Dengan berusaha keras aku mendorong motor sambil setengah lari akhirnya motor jalan kembali sementara aku tertinggal masih dalam keadaan capek yang sangat " Cepat  kesini ! " perintah kakakku sambil motor setengah jalan, dengan setengah berlari aku menghampiri motor dan segera berusaha naik motor yang setengah jalan, yachhhhh ampunn.... aku ini wanita bukan pria, kalau pria akan mudah naik ke motor yang setengah jalan, dengan berusaha keras akhirnya aku bisa naik dan kita lanjut pulang. Begitulah karaketer kakakku yang unik .

Akhirnya kakakku pacaran dengan mba Endang, setiap malam minggu selalu apel ke rumah mba Endang dan aku tidak lagi menemani.

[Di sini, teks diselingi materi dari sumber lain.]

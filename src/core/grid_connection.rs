use crate::input::PhaseConfiguration;
use serde::{Deserialize, Serialize};
use strum_macros::Display;

/// UK grid-connection application category for embedded generation.
#[derive(Clone, Copy, Debug, Deserialize, Display, Eq, PartialEq, Serialize)]
pub enum ConnectionCategory {
    G98,
    G99,
}

/// 16 A per phase at 230 V nominal.
pub const G98_LIMIT_SINGLE_PHASE_KW: f64 = 3.68;
pub const G98_LIMIT_THREE_PHASE_KW: f64 = 11.04;

/// Classify a total generation capacity into a G98 or G99 application.
///
/// The boundary is inclusive on G98: a system at exactly 16 A per phase can
/// still connect-and-notify. Total function; zero or nonsensical negative
/// capacity classifies as G98, with positivity validation left to the
/// caller.
pub fn suggest_connection_category(
    total_capacity_kw: f64,
    phases: PhaseConfiguration,
) -> ConnectionCategory {
    let limit = match phases {
        PhaseConfiguration::Single => G98_LIMIT_SINGLE_PHASE_KW,
        PhaseConfiguration::Three => G98_LIMIT_THREE_PHASE_KW,
    };
    if total_capacity_kw <= limit {
        ConnectionCategory::G98
    } else {
        ConnectionCategory::G99
    }
}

Tapi dasarnya kakakku tidak agresif alias posesif dan belum kerja sehingga lepas , diam-diam mba Endang menjalin hubungan dengan teman sesama guru walau belum jadi  guru tetap pak Damar punya penghasilan lain, dia hobby melukis dan aku memesan lukisan darinya yang mana lukisan diriku terpampang di ruang rumah keluarga, mungkin berlandaskan itu mbak Endang pindah ke lain hati disaat kakakku kembali ikut Ujian Negara di Jogjayakarta, kalau aku memang memutuskan tidak ikut Ujian Negara dulu karena aku ingin memberi kesempatan kakakku lulus terlebih dahulu agar dia tidak merasa minder dan agar kepercayaannya sebagai anak yang lebih tua kembali lagi,

sehingga aku mengumpulkan uang dulu untuk ikut ujian berikutnya.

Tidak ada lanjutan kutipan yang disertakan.